Mycobacterium tuberculosis (Mtb), the causative agent of human tuberculosis (TB), is transmitted through aerosols and successfully replicates within alveolar macrophages by inhibiting macrophage maturation. Before the SARS-CoV-2 pandemic, Mtb had surpassed HIV/AIDS to become the leading cause of death worldwide from a single infectious agent. In 2019, 11 million people were infected with Mtb resulting in 1.3 million deaths. The WHO estimates that globally 3.3% of new cases and 18% of previously treated cases were multidrug-resistant TB (MDR-TB) in 2019. Thus, there is an imminent need to develop chemotherapeutic strategies to prevent TB disease progression.
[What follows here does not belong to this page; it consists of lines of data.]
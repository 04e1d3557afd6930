// 8.0: trade lifecycle events. used for audit trails and for notifying a host
// about opens and closes without it having to diff snapshots. the engine keeps
// a bounded in-memory log; retention is EngineConfig::max_events.

use crate::trade::CloseReason;
use crate::types::{Price, Side, Timestamp};
use rust_decimal::Decimal;
use serde::{Deserialize, Serialize};

#[derive(Debug, Clone, Copy, PartialEq, Eq, PartialOrd, Ord, Serialize, Deserialize)]
pub struct EventId(pub u64);

#[derive(Debug, Clone, Serialize, Deserialize)]
pub struct Event {
    pub id: EventId,
    pub timestamp: Timestamp,
    pub payload: EventPayload,
}

impl Event {
    pub fn new(id: EventId, timestamp: Timestamp, payload: EventPayload) -> Self {
        Self {
            id,
            timestamp,
            payload,
        }
    }
}

#[derive(Debug, Clone, Serialize, Deserialize)]
pub enum EventPayload {
    TradeOpened(TradeOpenedEvent),
    TradeClosed(TradeClosedEvent),
}

#[derive(Debug, Clone, Serialize, Deserialize)]
pub struct TradeOpenedEvent {
    pub side: Side,
    pub entry_price: Price,
    pub size: Decimal,
    pub imbalance: Decimal,
}

#[derive(Debug, Clone, Serialize, Deserialize)]
pub struct TradeClosedEvent {
    pub side: Side,
    pub entry_price: Price,
    pub exit_price: Price,
    pub size: Decimal,
    pub pnl: Decimal,
    pub reason: CloseReason,
}
// 10.1 engine/core.rs: engine state and the per-event cycle. all mutation
// happens here or in the risk/entry passes it calls; readers get owned
// EngineSnapshot copies.

use crate::book::{BookDelta, OrderBook};
use crate::config::EngineConfig;
use crate::events::{Event, EventId, EventPayload};
use crate::feed::FeedMessage;
use crate::signal::MarketSignals;
use crate::stats::{EngineSnapshot, TradeStats};
use crate::trade::{ClosedTrade, Trade};
use crate::types::Timestamp;
use crate::wallet::Wallet;

#[derive(Debug)]
pub struct Engine {
    pub(super) config: EngineConfig,
    pub(super) book: OrderBook,
    pub(super) open_trades: Vec<Trade>,
    pub(super) wallet: Wallet,
    pub(super) stats: TradeStats,
    pub(super) status: String,
    pub(super) last_signals: Option<MarketSignals>,
    pub(super) events: Vec<Event>,
    pub(super) next_event_id: u64,
    // first host-supplied clock value; uptime is measured from here
    pub(super) started_at: Option<Timestamp>,
    pub(super) current_time: Timestamp,
}

impl Engine {
    pub fn new(config: EngineConfig) -> Self {
        let wallet = Wallet::new(config.initial_quote, config.initial_base);
        Self {
            config,
            book: OrderBook::new(),
            open_trades: Vec::new(),
            wallet,
            stats: TradeStats::default(),
            status: "engine started".to_string(),
            last_signals: None,
            events: Vec::new(),
            next_event_id: 1,
            started_at: None,
            current_time: Timestamp::from_millis(0),
        }
    }

    pub fn set_time(&mut self, timestamp: Timestamp) {
        if self.started_at.is_none() {
            self.started_at = Some(timestamp);
        }
        self.current_time = timestamp;
    }

    pub fn advance_time(&mut self, millis: i64) {
        self.current_time = Timestamp::from_millis(self.current_time.as_millis() + millis);
    }

    pub fn time(&self) -> Timestamp {
        self.current_time
    }

    // 10.2: the only mutation entry point. heartbeats and control traffic
    // change nothing; a snapshot applies every triple in listed order and
    // still counts as a single cycle.
    pub fn process(&mut self, message: FeedMessage) -> Vec<ClosedTrade> {
        match message {
            FeedMessage::Snapshot(deltas) => {
                for delta in &deltas {
                    self.book.apply(delta);
                }
                self.cycle()
            }
            FeedMessage::Delta(delta) => {
                self.book.apply(&delta);
                self.cycle()
            }
            FeedMessage::Heartbeat | FeedMessage::Ignored => Vec::new(),
        }
    }

    /// Convenience for hosts that already hold a decoded triple.
    pub fn process_delta(&mut self, delta: BookDelta) -> Vec<ClosedTrade> {
        self.process(FeedMessage::Delta(delta))
    }

    // 10.3: one cycle: signal compute (skip on a one-sided book), risk pass,
    // entry pass. cycles never interleave; the feed's delivery order is the
    // serialization.
    fn cycle(&mut self) -> Vec<ClosedTrade> {
        let signals = match MarketSignals::compute(&self.book) {
            Some(signals) => signals,
            None => return Vec::new(),
        };
        self.last_signals = Some(signals);

        let closed = self.run_risk_pass(&signals);
        self.run_entry_pass(&signals);
        closed
    }

    /// Owned render view, refreshed each cycle. Cloning out of the engine is
    /// the synchronization boundary for multi-threaded hosts.
    pub fn snapshot(&self) -> EngineSnapshot {
        EngineSnapshot {
            best_bid: self.last_signals.map(|s| s.best_bid),
            microprice: self.last_signals.map(|s| s.microprice),
            imbalance: self.last_signals.map(|s| s.imbalance),
            quote_balance: self.wallet.quote,
            base_balance: self.wallet.base,
            total_trades: self.stats.total_trades,
            gains: self.stats.gains,
            losses: self.stats.losses,
            win_rate: self.stats.win_rate(),
            open_trades: self.open_trades.len(),
            status: self.status.clone(),
            uptime_secs: self
                .started_at
                .map(|start| start.elapsed_secs(&self.current_time))
                .unwrap_or(0),
        }
    }

    pub fn book(&self) -> &OrderBook {
        &self.book
    }

    pub fn wallet(&self) -> &Wallet {
        &self.wallet
    }

    pub fn stats(&self) -> &TradeStats {
        &self.stats
    }

    pub fn open_trades(&self) -> &[Trade] {
        &self.open_trades
    }

    pub fn status(&self) -> &str {
        &self.status
    }

    pub fn events(&self) -> &[Event] {
        &self.events
    }

    pub fn recent_events(&self, count: usize) -> &[Event] {
        let start = self.events.len().saturating_sub(count);
        &self.events[start..]
    }

    pub(super) fn emit_event(&mut self, payload: EventPayload) {
        let event = Event::new(EventId(self.next_event_id), self.current_time, payload);
        self.next_event_id += 1;

        if self.config.verbose {
            println!("[Event {}] {:?}", event.id.0, event.payload);
        }

        self.events.push(event);

        if self.events.len() > self.config.max_events {
            let drain_count = self.events.len() - self.config.max_events;
            self.events.drain(0..drain_count);
        }
    }
}
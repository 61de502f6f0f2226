use std::{collections::HashMap, fmt, sync::Arc};

use nom::number::Endianness;

pub mod cursor;
pub mod error;
pub mod file;
pub mod labels;
pub mod legacy;
pub mod mapped;
pub mod reader;
pub mod values;

use error::{Error, Result};

/// The on-disk layout revisions this crate can decode.
///
/// Each revision carries a small table of field widths; the decoding
/// algorithms themselves are shared per [`Family`].
#[derive(Debug, Clone, Copy, PartialEq, Eq, Hash)]
pub enum Release {
    V113,
    V114,
    V115,
    V117,
    V118,
}

/// Layouts that share a decoding algorithm.
#[derive(Debug, Clone, Copy, PartialEq, Eq)]
pub enum Family {
    /// Fixed binary offsets, sections read back to back.
    Legacy,
    /// Tagged sections located through the 14-entry offset map.
    Mapped,
}

/// Per-revision field widths, in bytes.
#[derive(Debug, Clone, Copy, PartialEq, Eq)]
pub struct Widths {
    pub varname: usize,
    pub format: usize,
    pub value_label_name: usize,
    pub var_label: usize,
    /// Width of the observation count in the header.
    pub nobs: usize,
    /// Width of the data label length prefix (mapped family only).
    pub data_label_len: usize,
}

const LEGACY_113: Widths = Widths {
    varname: 33,
    format: 12,
    value_label_name: 33,
    var_label: 81,
    nobs: 4,
    data_label_len: 0,
};

const LEGACY_114: Widths = Widths {
    format: 49,
    ..LEGACY_113
};

const MAPPED_117: Widths = Widths {
    varname: 33,
    format: 49,
    value_label_name: 33,
    var_label: 81,
    nobs: 4,
    data_label_len: 1,
};

const MAPPED_118: Widths = Widths {
    varname: 129,
    format: 57,
    value_label_name: 129,
    var_label: 321,
    nobs: 8,
    data_label_len: 2,
};

impl Release {
    /// Order in which [`reader::open_any`] tries the revisions.
    pub const PROBE_ORDER: [Release; 5] = [
        Release::V115,
        Release::V114,
        Release::V113,
        Release::V117,
        Release::V118,
    ];

    pub fn from_tag(tag: u16) -> Option<Release> {
        match tag {
            113 => Some(Release::V113),
            114 => Some(Release::V114),
            115 => Some(Release::V115),
            117 => Some(Release::V117),
            118 => Some(Release::V118),
            _ => None,
        }
    }

    pub fn tag(self) -> u16 {
        match self {
            Release::V113 => 113,
            Release::V114 => 114,
            Release::V115 => 115,
            Release::V117 => 117,
            Release::V118 => 118,
        }
    }

    pub fn family(self) -> Family {
        match self {
            Release::V113 | Release::V114 | Release::V115 => Family::Legacy,
            Release::V117 | Release::V118 => Family::Mapped,
        }
    }

    pub fn widths(self) -> &'static Widths {
        match self {
            Release::V113 => &LEGACY_113,
            Release::V114 | Release::V115 => &LEGACY_114,
            Release::V117 => &MAPPED_117,
            Release::V118 => &MAPPED_118,
        }
    }
}

impl fmt::Display for Release {
    fn fmt(&self, f: &mut fmt::Formatter<'_>) -> fmt::Result {
        write!(f, "{}", self.tag())
    }
}

/// LSF = little endian, MSF = big endian.
#[derive(Debug, Clone, Copy, PartialEq, Eq)]
pub enum ByteOrder {
    LSF,
    MSF,
}

impl ByteOrder {
    pub fn endianness(self) -> Endianness {
        match self {
            ByteOrder::LSF => Endianness::Little,
            ByteOrder::MSF => Endianness::Big,
        }
    }
}

#[derive(Debug, Clone, Copy, PartialEq, Eq)]
pub enum VarType {
    /// Fixed width text; the payload is the width in bytes.
    TStr(u16),
    TByte,
    TInt,
    TLong,
    TFloat,
    TDouble,
}

impl VarType {
    /// Interprets a raw type code relative to the owning family.
    ///
    /// The same integer can mean "text of that length" in one family and a
    /// numeric sentinel in the other, so the family is always required.
    pub fn classify(family: Family, code: u32) -> Option<VarType> {
        match family {
            Family::Legacy => match code {
                1..=244 => Some(VarType::TStr(code as u16)),
                251 => Some(VarType::TByte),
                252 => Some(VarType::TInt),
                253 => Some(VarType::TLong),
                254 => Some(VarType::TFloat),
                255 => Some(VarType::TDouble),
                _ => None,
            },
            Family::Mapped => match code {
                1..=2045 => Some(VarType::TStr(code as u16)),
                65530 => Some(VarType::TByte),
                65529 => Some(VarType::TInt),
                65528 => Some(VarType::TLong),
                65527 => Some(VarType::TFloat),
                65526 => Some(VarType::TDouble),
                _ => None,
            },
        }
    }

    /// Bytes occupied in each observation record.
    pub fn width(self) -> usize {
        match self {
            VarType::TStr(n) => n as usize,
            VarType::TByte => 1,
            VarType::TInt => 2,
            VarType::TLong | VarType::TFloat => 4,
            VarType::TDouble => 8,
        }
    }
}

#[derive(Debug, Clone)]
pub struct Header {
    pub release: Release,
    pub byteorder: ByteOrder,
    pub nvars: u32,
    pub nobs: u64,
    pub data_label: String,
    pub timestamp: String,
}

#[derive(Debug, Clone)]
pub struct Variable {
    pub type_code: u32,
    pub ty: VarType,
    pub name: String,
    pub format: String,
    pub value_label: String,
    pub var_label: String,
    pub dictionary: Option<Arc<ValueLabelTable>>,
}

impl Variable {
    pub(crate) fn new(family: Family, index: usize, type_code: u32, offset: u64) -> Result<Variable> {
        let ty = VarType::classify(family, type_code).ok_or_else(|| {
            Error::malformed(
                "variable types",
                offset,
                format!("unrecognized type code {type_code} for variable {index}"),
            )
        })?;
        Ok(Variable {
            type_code,
            ty,
            name: String::new(),
            format: String::new(),
            value_label: String::new(),
            var_label: String::new(),
            dictionary: None,
        })
    }

    pub fn is_string(&self) -> bool {
        matches!(self.ty, VarType::TStr(_))
    }

    pub fn is_byte(&self) -> bool {
        self.ty == VarType::TByte
    }

    pub fn is_int(&self) -> bool {
        self.ty == VarType::TInt
    }

    pub fn is_long(&self) -> bool {
        self.ty == VarType::TLong
    }

    pub fn is_float(&self) -> bool {
        self.ty == VarType::TFloat
    }

    pub fn is_double(&self) -> bool {
        self.ty == VarType::TDouble
    }

    /// True for the date and time display formats (`%d...`, `%t...`).
    pub fn is_date(&self) -> bool {
        ["%d", "%-d", "%t", "%-t"]
            .iter()
            .any(|p| self.format.starts_with(p))
    }

    /// Looks up the label for a value rendered as text, e.g. `"1"`.
    pub fn label_for(&self, value: &str) -> Option<&str> {
        self.dictionary
            .as_ref()
            .and_then(|d| d.labels.get(value))
            .map(String::as_str)
    }
}

/// A named value label dictionary. Keys are the decimal text of the value.
#[derive(Debug, Clone, Default, PartialEq, Eq)]
pub struct ValueLabelTable {
    pub labelname: String,
    pub labels: HashMap<String, String>,
}
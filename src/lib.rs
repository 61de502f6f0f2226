//! Read-only decoding of Stata `.dta` files, formats 113 through 118.
//!
//! ```no_run
//! use dtaread::stata::{reader::DtaReader, Release};
//!
//! let reader = DtaReader::open("auto.dta", Release::V117)?;
//! println!("{} observations", reader.header().nobs);
//! for field in reader.observation(1)? {
//!     print!("{field} ");
//! }
//! # Ok::<(), dtaread::stata::error::Error>(())
//! ```

pub mod concurrency;
pub mod stata;

pub use stata::error::{Error, Result};
pub use stata::reader::{open_any, DtaReader, Observation, ObservationView};
pub use stata::{Header, Release, Variable};
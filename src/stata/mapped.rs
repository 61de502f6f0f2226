//! Formats 117 and 118: tagged sections addressed through the map.
//!
//! ```text
//! <stata_dta><header>
//!   <release>117</release><byteorder>LSF</byteorder>
//!   <K>2 bytes</K><N>4 bytes (8 in 118)</N>
//!   <label>len (1 byte, 2 in 118) + text</label>
//!   <timestamp>len (1 byte) + text</timestamp>
//! </header>
//! <map>14 x 8 byte offsets</map>
//! <variable_types>...</variable_types> ... </stata_dta>
//! ```
//!
//! Only the header and the map are read in sequence. Every other section is
//! reached by seeking to its mapped offset, so padding or reordering between
//! sections does not matter.

use log::{debug, warn};

use super::cursor::Cursor;
use super::error::{Error, Result};
use super::file::{calculate_rowsize, describe_format, Metadata};
use super::labels::{bind_value_labels, parse_value_labels_mapped};
use super::{ByteOrder, Family, Header, Release, Variable};

pub const MAGIC: &[u8] = b"<stata_dta><header><release>";

/// File positions of the tagged sections, as stored in `<map>`.
#[derive(Debug, Clone, Copy, PartialEq, Eq)]
pub struct SectionMap {
    pub offsets: [u64; 14],
}

impl SectionMap {
    pub const STATA_DATA: usize = 0;
    pub const MAP: usize = 1;
    pub const VARIABLE_TYPES: usize = 2;
    pub const VARNAMES: usize = 3;
    pub const SORTLIST: usize = 4;
    pub const FORMATS: usize = 5;
    pub const VALUE_LABEL_NAMES: usize = 6;
    pub const VARIABLE_LABELS: usize = 7;
    pub const CHARACTERISTICS: usize = 8;
    pub const DATA: usize = 9;
    pub const STRLS: usize = 10;
    pub const VALUE_LABELS: usize = 11;
    pub const STATA_DATA_END: usize = 12;
    pub const EOF: usize = 13;

    fn parse(c: &mut Cursor) -> Result<SectionMap> {
        c.tag(b"<map>", "map")?;
        let mut offsets = [0u64; 14];
        for o in offsets.iter_mut() {
            *o = c.u64("map")?;
        }
        c.tag(b"</map>", "map")?;
        Ok(SectionMap { offsets })
    }

    pub fn get(&self, section: usize) -> u64 {
        self.offsets[section]
    }
}

fn wrapped<'a, T>(
    c: &mut Cursor<'a>,
    open: &[u8],
    close: &[u8],
    section: &'static str,
    f: impl FnOnce(&mut Cursor<'a>) -> Result<T>,
) -> Result<T> {
    c.tag(open, section)?;
    let v = f(c)?;
    c.tag(close, section)?;
    Ok(v)
}

fn open_section(c: &mut Cursor, at: u64, open: &[u8], section: &'static str) -> Result<()> {
    c.seek(at, section)?;
    c.tag(open, section)
}

fn parse_header(c: &mut Cursor<'_>, release: Release) -> Result<Header> {
    let w = release.widths();

    c.tag(b"<stata_dta>", "header")?;
    c.tag(b"<header>", "header")?;
    let found = wrapped(c, b"<release>", b"</release>", "release", |c| {
        c.take(3, "release")
    })?;
    let found_tag = std::str::from_utf8(found)
        .ok()
        .and_then(|s| s.parse::<u16>().ok());
    if found_tag != Some(release.tag()) {
        return Err(Error::FormatMismatch {
            expected: release,
            found: format!("release {}", String::from_utf8_lossy(found)),
        });
    }

    let at = c.position();
    let byteorder = wrapped(c, b"<byteorder>", b"</byteorder>", "byteorder", |c| {
        c.take(3, "byteorder")
    })?;
    let byteorder = match byteorder {
        b"LSF" => ByteOrder::LSF,
        b"MSF" => ByteOrder::MSF,
        b => {
            return Err(Error::malformed(
                "byteorder",
                at,
                format!("unknown byte order {}", String::from_utf8_lossy(b)),
            ))
        }
    };
    c.set_order(byteorder);

    let nvars = wrapped(c, b"<K>", b"</K>", "K", |c| c.u16("K"))?;
    let nobs = wrapped(c, b"<N>", b"</N>", "N", |c| c.uint(w.nobs, "N"))?;
    let data_label = wrapped(c, b"<label>", b"</label>", "label", |c| {
        let len = c.uint(w.data_label_len, "label")?;
        c.text(len as usize, "label")
    })?;
    let timestamp = wrapped(c, b"<timestamp>", b"</timestamp>", "timestamp", |c| {
        let len = c.u8("timestamp")?;
        c.text(len as usize, "timestamp")
    })?;
    c.tag(b"</header>", "header")?;

    Ok(Header {
        release,
        byteorder,
        nvars: u32::from(nvars),
        nobs,
        data_label,
        timestamp,
    })
}

pub fn parse_metadata_mapped(input: &[u8], release: Release) -> Result<Metadata> {
    if !input.starts_with(MAGIC) {
        return Err(Error::FormatMismatch {
            expected: release,
            found: describe_format(input),
        });
    }
    let w = release.widths();
    let mut c = Cursor::new(input, ByteOrder::LSF);
    let header = parse_header(&mut c, release)?;
    debug!("{header:?}");
    let map = SectionMap::parse(&mut c)?;
    debug!("{map:?}");

    let nvars = header.nvars as usize;
    let mut vars = Vec::with_capacity(nvars);
    open_section(
        &mut c,
        map.get(SectionMap::VARIABLE_TYPES),
        b"<variable_types>",
        "variable types",
    )?;
    for i in 0..nvars {
        let at = c.position();
        let code = c.u16("variable types")?;
        vars.push(Variable::new(Family::Mapped, i, u32::from(code), at)?);
    }
    c.tag(b"</variable_types>", "variable types")?;

    open_section(&mut c, map.get(SectionMap::VARNAMES), b"<varnames>", "varnames")?;
    for v in vars.iter_mut() {
        v.name = c.text(w.varname, "varnames")?;
    }
    c.tag(b"</varnames>", "varnames")?;

    open_section(&mut c, map.get(SectionMap::FORMATS), b"<formats>", "formats")?;
    for v in vars.iter_mut() {
        v.format = c.text(w.format, "formats")?;
    }
    c.tag(b"</formats>", "formats")?;

    open_section(
        &mut c,
        map.get(SectionMap::VALUE_LABEL_NAMES),
        b"<value_label_names>",
        "value label names",
    )?;
    for v in vars.iter_mut() {
        v.value_label = c.text(w.value_label_name, "value label names")?;
    }
    c.tag(b"</value_label_names>", "value label names")?;

    open_section(
        &mut c,
        map.get(SectionMap::VARIABLE_LABELS),
        b"<variable_labels>",
        "variable labels",
    )?;
    for v in vars.iter_mut() {
        v.var_label = c.text(w.var_label, "variable labels")?;
    }
    c.tag(b"</variable_labels>", "variable labels")?;

    open_section(&mut c, map.get(SectionMap::DATA), b"<data>", "data")?;
    let data_start = c.position();
    let rowsize = calculate_rowsize(&vars);
    let data_end = rowsize
        .checked_mul(header.nobs)
        .and_then(|n| n.checked_add(data_start))
        .ok_or_else(|| Error::malformed("data", data_start, "data section size overflows"))?;
    debug!("data at {data_start}, {rowsize} bytes per observation");
    if data_end > c.len() {
        warn!("data section ends at {data_end}, past end of file ({})", c.len());
    }

    c.seek(map.get(SectionMap::VALUE_LABELS), "value labels")?;
    let tables = parse_value_labels_mapped(&mut c, w.value_label_name)?;
    bind_value_labels(&mut vars, tables);
    for v in &vars {
        debug!("{v:?}");
    }

    Ok(Metadata {
        header,
        vars,
        rowsize,
        data_start,
    })
}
Mtb is entirely dependent on iron acquisition to colonize the human host successfully. Greater than 75% of host iron is stored in heme, making it the primary source of iron for Mtb in the human host. An overarching goal of our lab is to identify novel components of Mtb that are required for Hm iron acquisition so that we can develop novel strategies to block heme iron acquisition and starve this pathogen of an essential nutrient. Previous transcriptomic studies had identified that Mtb significantly increases expression of ppe64 and rv0125 in response to heme iron in the growth medium. The goal of this project was to clone these genes into an expression vector and attempt to purify the encoded recombinant proteins from E. coli.